Hope Trust Spreads The Word In India and Overseas

Hope Trust’s treatment program with a recommended length of stay of at least three months, self-admittedly caters to those who can afford it – it is a comfortable facility with modern amenities.

However, Rahul and Rajeshwari Luther, Founder Directors at Hope Trust, look beyond their Hyderabad-based centre  – in fact beyond India – when it comes to spreading the word about effective treatment.

Hope Trust does not believe that their mission ends with providing world-class treatment at their facility only for those who can afford it. Hope Trust spends a significant amount of resources – both time and money - travelling to other places in India and abroad, talking about how to help individuals and families suffering from addiction.

“We are deeply committed to ensuring every addict wherever they are gets treatment,” says Rajeshwari Luther, when we spoke with her in December, soon after she returned from a tour of the state of Punjab in northern India.

Unique business model

Describing their business model as altruistic, she said: “We do not recover the money spent on such tours, but believe it is spent on a good cause and gives us great satisfaction in fulfilling our business goals which go beyond profits”. Rajeshwari describes her organization’s work as altruistic.

Such work is not meant to promote the Hope Trust model; in fact, most people in India perhaps couldn’t afford it. But Rajeshwari, who like Rahul has devoted their lives to the cause, says she views it as Hope Trust’s responsibility “to educate the world about what works.”

Rahul and Rajeshwari have been travelling and networking with treatment providers for over a decade. They have also visited neighboring countries and Middle East, most notably Sultanate of Oman, and seen a variety of treatment systems. “While these are shaped by historical, cultural and governmental perspectives, we have seen these evolve over the years”, observes Rahul.

“As the drug scenario changes, the affected society sometimes is late in responding to the situation and then they have to go into a fire-fighting mode, as we recently saw in Punjab”. High demand and low supply of treatment options also leads to unscrupulous elements getting into the picture”. Rajeshwari and Rahul Luther interact with providers about how to use available resources. “Sometimes, one has to be really creative in designing solutions”.

She adds, “We need to sensitize families and treatment providers about what works and what doesn’t.  We are absolutely committed to ensuring that people who can’t afford our treatment center still get the best care they possibly can.”
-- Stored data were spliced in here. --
/// Reject anything but `https://`, allowing `http://` for localhost only.
fn validate_vault_url(vault_url: &str) -> Result<Url, KeyVaultError> {
    let invalid = |reason: &str| KeyVaultError::InvalidVaultUrl {
        url: vault_url.to_string(),
        reason: reason.to_string(),
    };

    let url = Url::parse(vault_url).map_err(|e| invalid(&e.to_string()))?;
    if url.cannot_be_a_base() {
        return Err(invalid("not a base URL"));
    }
    match url.scheme() {
        "https" => Ok(url),
        "http" if matches!(url.host_str(), Some("localhost" | "127.0.0.1")) => Ok(url),
        "http" => Err(invalid(
            "only https:// is allowed (http:// is permitted for localhost/127.0.0.1 only)",
        )),
        other => Err(invalid(&format!("unsupported scheme '{other}'"))),
    }
}

/// Map a non-success response to an error, keeping the service message.
async fn error_for_status(
    resp: reqwest::Response,
    what: &str,
) -> Result<reqwest::Response, KeyVaultError> {
    let status = resp.status();
    if status.is_success() {
        return Ok(resp);
    }

    let message = match resp.json::<ErrorResponse>().await {
        Ok(ErrorResponse {
            error: ErrorBody {
                code: Some(code),
                message: Some(message),
            },
        }) => format!("{code}: {message}"),
        Ok(ErrorResponse {
            error: ErrorBody {
                message: Some(message),
                ..
            },
        }) => message,
        _ => what.to_string(),
    };

    Err(match status.as_u16() {
        401 | 403 => KeyVaultError::Unauthorized(message),
        404 => KeyVaultError::NotFound(message),
        429 => KeyVaultError::RateLimited,
        code @ 500..=599 => KeyVaultError::ServerError(code),
        code => KeyVaultError::UnexpectedStatus {
            status: code,
            message,
        },
    })
}

/// Key Vault REST client bound to one vault.
///
/// The bearer token is requested from the credential on first use and reused
/// for the lifetime of the client.
pub struct KeyVaultClient {
    http: reqwest::Client,
    vault_url: Url,
    credential: Arc<dyn TokenCredential>,
    options: ClientOptions,
    scope: &'static str,
    token: OnceCell<SecureSecret>,
}

impl std::fmt::Debug for KeyVaultClient {
    fn fmt(&self, f: &mut std::fmt::Formatter<'_>) -> std::fmt::Result {
        f.debug_struct("KeyVaultClient")
            .field("vault_url", &self.vault_url.as_str())
            .field("api_version", &self.options.api_version)
            .field("credential", &self.credential)
            .finish_non_exhaustive()
    }
}

impl KeyVaultClient {
    /// Create a client for `vault_url`.
    ///
    /// # Errors
    ///
    /// Returns `KeyVaultError::InvalidVaultUrl` for unparsable or non-https
    /// URLs, `KeyVaultError::Network` if the HTTP client cannot be built.
    pub fn new(
        vault_url: &str,
        credential: Arc<dyn TokenCredential>,
        options: Option<&ClientOptions>,
    ) -> Result<Self, KeyVaultError> {
        let vault_url = validate_vault_url(vault_url)?;
        let options = options.cloned().unwrap_or_default();
        let http = reqwest::Client::builder()
            .user_agent(options.user_agent.clone())
            .build()
            .map_err(KeyVaultError::Network)?;
        let scope = CloudName::from_vault_url(vault_url.as_str()).key_vault_scope();

        Ok(Self {
            http,
            vault_url,
            credential,
            options,
            scope,
            token: OnceCell::new(),
        })
    }

    /// Client constructor suitable for [`crate::AzureKeyVault`].
    #[must_use]
    pub fn builder() -> ClientBuilder {
        Arc::new(build_client)
    }

    /// Vault endpoint this client talks to
    #[must_use]
    pub fn vault_url(&self) -> &str {
        self.vault_url.as_str()
    }

    fn endpoint(&self, segments: &[&str]) -> Result<Url, KeyVaultError> {
        let mut url = self.vault_url.clone();
        {
            let mut path = url
                .path_segments_mut()
                .map_err(|()| KeyVaultError::InvalidVaultUrl {
                    url: self.vault_url.to_string(),
                    reason: "not a base URL".to_string(),
                })?;
            path.pop_if_empty();
            path.extend(segments);
        }
        url.query_pairs_mut()
            .append_pair("api-version", &self.options.api_version);
        Ok(url)
    }

    async fn bearer_token(&self) -> Result<&SecureSecret, KeyVaultError> {
        self.token
            .get_or_try_init(|| async {
                let token = self.credential.get_token(self.scope).await?;
                Ok::<_, KeyVaultError>(token.token)
            })
            .await
    }

    async fn get(&self, url: Url, what: &str) -> Result<reqwest::Response, KeyVaultError> {
        let token = self.bearer_token().await?;
        let resp = self
            .http
            .get(url)
            .bearer_auth(token.expose())
            .header("Accept", "application/json")
            .send()
            .await
            .map_err(KeyVaultError::Network)?;
        error_for_status(resp, what).await
    }

    /// Parse a `nextLink`. It must have the same origin as the vault.
    fn next_link(&self, link: &str) -> Result<Url, KeyVaultError> {
        let url =
            Url::parse(link).map_err(|e| KeyVaultError::Decode(format!("invalid nextLink: {e}")))?;
        if url.origin() != self.vault_url.origin() {
            return Err(KeyVaultError::Decode(format!(
                "nextLink origin {} does not match vault {}",
                url.origin().ascii_serialization(),
                self.vault_url.origin().ascii_serialization()
            )));
        }
        Ok(url)
    }

    async fn fetch_page(
        &self,
        url: Url,
    ) -> Result<(Vec<SecretProperties>, Option<Url>), KeyVaultError> {
        tracing::trace!(url = %url, "Fetching Key Vault secret listing page");

        let page: SecretListResult = self
            .get(url, "secret listing")
            .await?
            .json()
            .await
            .map_err(|e| KeyVaultError::Decode(e.to_string()))?;

        let items: Vec<_> = page
            .value
            .into_iter()
            .filter_map(|item| match SecretId::parse(&item.id) {
                Ok(id) => Some(SecretProperties {
                    id,
                    enabled: item.attributes.and_then(|a| a.enabled).unwrap_or(false),
                }),
                Err(err) => {
                    tracing::debug!(error = %err, "Skipping Key Vault listing entry");
                    None
                }
            })
            .collect();

        let next = match page.next_link.filter(|link| !link.is_empty()) {
            Some(link) => Some(self.next_link(&link)?),
            None => None,
        };

        Ok((items, next))
    }
}
use tracing::{debug, warn};

use crate::config::TreeConfig;
use crate::node::Node;
use crate::nodestore::NodeStore;
use crate::proof::Proof;
use crate::storage::Storage;
use crate::types::hash_to_hex;
use crate::{Entry, Hash32, MerkletreeError, Result, EMPTY_HASH};

/// Sparse Merkle tree over a content-addressed node store.
///
/// Leaves hang at the shallowest level where their `hi` prefix is unique, so
/// the root depends only on the set of entries, not on insertion order.
/// Single writer: `insert` takes `&mut self`, reads take `&self`.
pub struct SparseMerkleTree<S: Storage> {
    store: NodeStore<S>,
    root: Hash32,
    max_levels: usize,
}

impl<S: Storage> SparseMerkleTree<S> {
    /// Empty tree
    pub fn new(storage: S, config: &TreeConfig) -> Result<Self> {
        Self::with_root(storage, config, EMPTY_HASH)
    }

    /// Reopen a tree whose nodes are already in `storage` under the same prefix
    pub fn with_root(storage: S, config: &TreeConfig, root: Hash32) -> Result<Self> {
        config.validate()?;
        let tree = Self {
            store: NodeStore::new(storage, config.key_prefix.clone()),
            root,
            max_levels: config.max_levels as usize,
        };
        // fail early on a root the store does not know
        tree.store.get_node(&root)?;
        Ok(tree)
    }

    pub fn root(&self) -> Hash32 {
        self.root
    }

    pub fn max_levels(&self) -> u32 {
        self.max_levels as u32
    }

    pub fn key_prefix(&self) -> &str {
        self.store.prefix()
    }

    pub fn storage(&self) -> &S {
        self.store.storage()
    }

    pub fn get_node(&self, key: &Hash32) -> Result<Node> {
        self.store.get_node(key)
    }

    /// Insert an entry under its `hi`.
    ///
    /// Re-inserting an existing `hi` fails with `MaxLevelsReached`. On error
    /// nothing is written and the root is unchanged.
    pub fn insert(&mut self, entry: &Entry) -> Result<()> {
        let hi = entry.hi()?;
        let leaf = Node::Leaf(*entry);
        let leaf_key = leaf.key()?;
        let mut batch = vec![(leaf_key, leaf)];
        let mut siblings: Vec<Hash32> = Vec::new();

        let mut next = self.root;
        let mut lvl = 0;
        let bottom = loop {
            if lvl >= self.max_levels {
                warn!(hi = %hash_to_hex(&hi), lvl, "smt: insert exhausted max levels");
                return Err(MerkletreeError::MaxLevelsReached);
            }
            match self.store.get_node(&next)? {
                Node::Empty => break leaf_key,
                Node::Leaf(old) => {
                    break self.split_leaf(&hi, leaf_key, &old, next, lvl, &mut siblings, &mut batch)?
                }
                Node::Internal { child0, child1 } => {
                    if path_bit(&hi, lvl) {
                        siblings.push(child0);
                        next = child1;
                    } else {
                        siblings.push(child1);
                        next = child0;
                    }
                    lvl += 1;
                }
            }
        };

        let root = rebuild(&hi, bottom, &siblings, &mut batch)?;
        self.store.commit(batch)?;
        self.root = root;

        debug!(
            hi = %hash_to_hex(&hi),
            depth = siblings.len(),
            root = %hash_to_hex(&root),
            "smt: entry inserted"
        );
        Ok(())
    }

    /// Push an existing leaf down until its path diverges from `hi`.
    /// Returns the key of the new internal node holding both leaves.
    #[allow(clippy::too_many_arguments)]
    fn split_leaf(
        &self,
        hi: &Hash32,
        new_key: Hash32,
        old: &Entry,
        old_key: Hash32,
        mut lvl: usize,
        siblings: &mut Vec<Hash32>,
        batch: &mut Vec<(Hash32, Node)>,
    ) -> Result<Hash32> {
        let old_hi = old.hi()?;
        let Some(split) = first_divergence(hi, &old_hi, lvl, self.max_levels) else {
            warn!(hi = %hash_to_hex(hi), lvl, "smt: no divergence within max levels");
            return Err(MerkletreeError::MaxLevelsReached);
        };
        siblings.resize(siblings.len() + (split - lvl), EMPTY_HASH);

        let node = if path_bit(hi, split) {
            Node::Internal { child0: old_key, child1: new_key }
        } else {
            Node::Internal { child0: new_key, child1: old_key }
        };
        let key = node.key()?;
        batch.push((key, node));
        Ok(key)
    }

    /// Entry stored under `hi`
    pub fn get_entry(&self, hi: &Hash32) -> Result<Entry> {
        let mut next = self.root;
        for lvl in 0..self.max_levels {
            match self.store.get_node(&next)? {
                Node::Empty => return Err(MerkletreeError::EntryNotFound),
                Node::Leaf(entry) => {
                    return if entry.hi()? == *hi {
                        Ok(entry)
                    } else {
                        Err(MerkletreeError::HiMismatch)
                    };
                }
                Node::Internal { child0, child1 } => {
                    next = if path_bit(hi, lvl) { child1 } else { child0 };
                }
            }
        }
        Err(MerkletreeError::EntryNotFound)
    }

    /// Existence or non-existence proof for `hi` against the current root
    pub fn generate_proof(&self, hi: &Hash32) -> Result<Proof> {
        let mut siblings: Vec<Hash32> = Vec::new();
        let mut not_empty = Vec::new();
        let mut next = self.root;

        for lvl in 0..self.max_levels {
            match self.store.get_node(&next)? {
                Node::Empty => {
                    debug!(hi = %hash_to_hex(hi), lvl, "smt: non-existence proof (empty)");
                    return Ok(Proof::non_existence(&not_empty, siblings, None));
                }
                Node::Leaf(entry) => {
                    let leaf_hi = entry.hi()?;
                    if leaf_hi == *hi {
                        debug!(hi = %hash_to_hex(hi), lvl, "smt: existence proof");
                        return Ok(Proof::existence(&not_empty, siblings));
                    }
                    // a leaf that insert could not split away from `hi` is not attached
                    if first_divergence(hi, &leaf_hi, lvl, self.max_levels).is_none() {
                        debug!(hi = %hash_to_hex(hi), lvl, "smt: non-existence proof (unsplittable leaf)");
                        return Ok(Proof::non_existence(&not_empty, siblings, None));
                    }
                    debug!(hi = %hash_to_hex(hi), lvl, "smt: non-existence proof (aux leaf)");
                    return Ok(Proof::non_existence(&not_empty, siblings, Some((leaf_hi, entry.hv()?))));
                }
                Node::Internal { child0, child1 } => {
                    let sibling = if path_bit(hi, lvl) {
                        next = child1;
                        child0
                    } else {
                        next = child0;
                        child1
                    };
                    not_empty.push(sibling != EMPTY_HASH);
                    if sibling != EMPTY_HASH {
                        siblings.push(sibling);
                    }
                }
            }
        }
        Err(MerkletreeError::EntryNotFound)
    }
}

/// Fold `bottom` up through the buffered siblings, deepest first
fn rebuild(
    hi: &Hash32,
    bottom: Hash32,
    siblings: &[Hash32],
    batch: &mut Vec<(Hash32, Node)>,
) -> Result<Hash32> {
    let mut current = bottom;
    for (lvl, sibling) in siblings.iter().enumerate().rev() {
        let node = if path_bit(hi, lvl) {
            Node::Internal { child0: *sibling, child1: current }
        } else {
            Node::Internal { child0: current, child1: *sibling }
        };
        current = node.key()?;
        batch.push((current, node));
    }
    Ok(current)
}

/// First level in `from..` where `a` and `b` take different branches and a
/// two-leaf internal node still fits under `max_levels`
fn first_divergence(a: &Hash32, b: &Hash32, from: usize, max_levels: usize) -> Option<usize> {
    (from..max_levels.saturating_sub(1)).find(|&lvl| path_bit(a, lvl) != path_bit(b, lvl))
}

/// Bit `lvl` of `hi`, least-significant bit of the big-endian value first
pub(crate) fn path_bit(hi: &Hash32, lvl: usize) -> bool {
    let byte_index = 31 - (lvl / 8);
    let bit_index = lvl % 8;
    ((hi[byte_index] >> bit_index) & 1) == 1
}

#[cfg(test)]
mod tests {
    use super::*;
    use crate::storage::InMemoryStorage;
    use crate::FieldElement;

    fn entry(a: u64, b: u64, c: u64, d: u64) -> Entry {
        Entry::from_elements([
            FieldElement::from(a),
            FieldElement::from(b),
            FieldElement::from(c),
            FieldElement::from(d),
        ])
    }

    fn tree(max_levels: u32) -> SparseMerkleTree<InMemoryStorage> {
        SparseMerkleTree::new(InMemoryStorage::new(), &TreeConfig::new(max_levels, "t:")).unwrap()
    }

    #[test]
    fn test_path_bit_lsb_first() {
        let mut h = [0u8; 32];
        h[31] = 0b0000_0101;
        h[30] = 0b1000_0000;
        assert!(path_bit(&h, 0));
        assert!(!path_bit(&h, 1));
        assert!(path_bit(&h, 2));
        assert!(path_bit(&h, 15));
        assert!(!path_bit(&h, 16));
    }

    #[test]
    fn test_empty_tree() {
        let t = tree(140);
        assert_eq!(t.root(), EMPTY_HASH);
    }

    #[test]
    fn test_single_leaf_is_root() {
        let mut t = tree(140);
        let e = entry(12, 45, 78, 41);
        t.insert(&e).unwrap();
        assert_eq!(t.root(), Node::Leaf(e).key().unwrap());
        assert_eq!(t.get_entry(&e.hi().unwrap()).unwrap(), e);
    }

    #[test]
    fn test_two_leaves_split_at_root() {
        let mut t = tree(140);
        let a = entry(1, 0, 1, 0);
        let b = entry(2, 0, 2, 0);
        t.insert(&a).unwrap();
        t.insert(&b).unwrap();

        match t.get_node(&t.root()).unwrap() {
            Node::Internal { child0, child1 } => {
                assert!(child0 != EMPTY_HASH || child1 != EMPTY_HASH);
            }
            other => panic!("expected internal root, got {other:?}"),
        }
        assert_eq!(t.get_entry(&a.hi().unwrap()).unwrap(), a);
        assert_eq!(t.get_entry(&b.hi().unwrap()).unwrap(), b);
    }

    #[test]
    fn test_duplicate_hi_rejected() {
        let mut t = tree(140);
        let a = entry(1, 2, 3, 4);
        t.insert(&a).unwrap();
        let root = t.root();

        // same index half, different value half
        let b = entry(9, 9, 3, 4);
        assert!(matches!(t.insert(&b), Err(MerkletreeError::MaxLevelsReached)));
        assert!(matches!(t.insert(&a), Err(MerkletreeError::MaxLevelsReached)));
        assert_eq!(t.root(), root);
    }

    #[test]
    fn test_lookup_errors() {
        let mut t = tree(140);
        assert!(matches!(t.get_entry(&[0u8; 32]), Err(MerkletreeError::EntryNotFound)));

        let a = entry(1, 2, 3, 4);
        t.insert(&a).unwrap();
        // the only leaf sits at the root, so any other key lands on it
        let other = entry(0, 0, 5, 6).hi().unwrap();
        assert!(matches!(t.get_entry(&other), Err(MerkletreeError::HiMismatch)));
    }

    #[test]
    fn test_failed_insert_writes_nothing() {
        let storage = InMemoryStorage::new();
        let mut t = SparseMerkleTree::new(storage.clone(), &TreeConfig::new(140, "")).unwrap();
        t.insert(&entry(1, 2, 3, 4)).unwrap();
        let before = storage.len();
        assert!(t.insert(&entry(5, 6, 3, 4)).is_err());
        assert_eq!(storage.len(), before);
    }

    #[test]
    fn test_reopen_with_root() {
        let storage = InMemoryStorage::new();
        let cfg = TreeConfig::new(140, "alice:");
        let mut t = SparseMerkleTree::new(storage.clone(), &cfg).unwrap();
        for i in 0..5 {
            t.insert(&entry(0, i, 0, i)).unwrap();
        }
        let root = t.root();
        drop(t);

        let reopened = SparseMerkleTree::with_root(storage.clone(), &cfg, root).unwrap();
        assert_eq!(reopened.get_entry(&entry(0, 3, 0, 3).hi().unwrap()).unwrap(), entry(0, 3, 0, 3));

        let wrong_prefix = TreeConfig::new(140, "bob:");
        assert!(matches!(
            SparseMerkleTree::with_root(storage, &wrong_prefix, root),
            Err(MerkletreeError::NodeNotFound(_))
        ));
    }

    #[test]
    fn test_proof_skips_unsplittable_leaf() {
        // two levels: a leaf at the root can only split on bit 0
        let mut t = tree(2);
        let a = entry(1, 2, 3, 4);
        t.insert(&a).unwrap();
        let a_hi = a.hi().unwrap();

        let same_bit = (0..64)
            .map(|i| entry(0, 0, i, 7))
            .find(|e| path_bit(&e.hi().unwrap(), 0) == path_bit(&a_hi, 0))
            .unwrap();
        let other_bit = (0..64)
            .map(|i| entry(0, 0, i, 7))
            .find(|e| path_bit(&e.hi().unwrap(), 0) != path_bit(&a_hi, 0))
            .unwrap();

        let (hi, hv) = (same_bit.hi().unwrap(), same_bit.hv().unwrap());
        let proof = t.generate_proof(&hi).unwrap();
        assert!(!proof.is_existence());
        assert!(proof.aux().is_none());
        assert_eq!(proof.flags(), 0x01);
        assert!(!proof.verify(&t.root(), &hi, &hv));
        assert!(matches!(t.insert(&same_bit), Err(MerkletreeError::MaxLevelsReached)));

        let (hi, hv) = (other_bit.hi().unwrap(), other_bit.hv().unwrap());
        let proof = t.generate_proof(&hi).unwrap();
        assert_eq!(proof.flags(), 0x03);
        assert!(proof.verify(&t.root(), &hi, &hv));
        t.insert(&other_bit).unwrap();
        assert!(t.generate_proof(&hi).unwrap().verify(&t.root(), &hi, &hv));
    }

    #[test]
    fn test_first_divergence_bound() {
        let a = [0u8; 32];
        let mut b = [0u8; 32];
        b[31] = 0b0000_0100;
        assert_eq!(first_divergence(&a, &b, 0, 140), Some(2));
        assert_eq!(first_divergence(&a, &b, 0, 4), Some(2));
        // the split node at level 2 would put leaves at level 3
        assert_eq!(first_divergence(&a, &b, 0, 3), None);
        assert_eq!(first_divergence(&a, &a, 0, 140), None);
    }

    #[test]
    fn test_invalid_config() {
        assert!(matches!(
            SparseMerkleTree::new(InMemoryStorage::new(), &TreeConfig::new(0, "")),
            Err(MerkletreeError::InvalidMaxLevels { .. })
        ));
    }
}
The duo from Hope Trust is often accompanied with Raisa, a UK-trained therapist at Hope Trust. She is able to translate and integrate effective approaches into practical tools that can be used wherever she is speaking. “I take the best evidence-based, cost-effective, resource-efficient therapies and put them together in a culturally appropriate package,” she says.

She looks at what other researchers are finding in other parts of the world - UK, Europe and US. “I look at what they’re doing and how it can be adapted to local scenarios. apply to addiction treatment,” says Raisa. “I look at therapies that are inexpensive and relevant to the social and cultural context of addicts, wherever they come from”.

Stigma is universal

A key issue, particularly significant in developing countries, involves stigma. “Families are not aware or accepting of the fact that addiction is a “disease’ and social stigma makes them delay or even avoid treatment. In some countries, family honour and reputation are most important, sometimes even overriding the well-being of the addicted individual”.

Family support

“Family dynamics is a very important factor in treatment”, says Rajeshwari who is oversees the family therapies at Hope Trust. Many rehabilitation centres ignore this part of the treatment process. “We believe the members of a family are as, if not more, affected by an addict in the family. We have a highly evolved family support program that deals with issues such as co-dependency, restoring communication and healing broken relationships. This is vastly more important in countries such as India and the Middle East, because the family is paramount. The complex relationships between family members are culturally diverse and the therapists need to be aware of this”.

Unending experience for ever-improving treatment

Raisa and her colleagues also keep abreast with research being done on the subject. However, she feels that “the most research is being done in clinical settings, which are sometimes far removed from ground realities and may not prove to be practical in real-life situations. We go through journals and try and integrate evidence-based holistic therapies and adapt these to local settings and situations. For instance, Yoga and mindfulness are now proven to be highly beneficial in addiction recovery and we have integrated these into the rehabilitation program at Hope Trust”.

Hope Trust continues to travel extensively in India and overseas, striving to teach and in the process learn more about the best treatment options for addictions and dual diagnosis.

 

Moreover, “we love to travel, it is fun. We combine both passions – addiction treatment and travel – and it is a fulfilling life”, says Rajeshwari.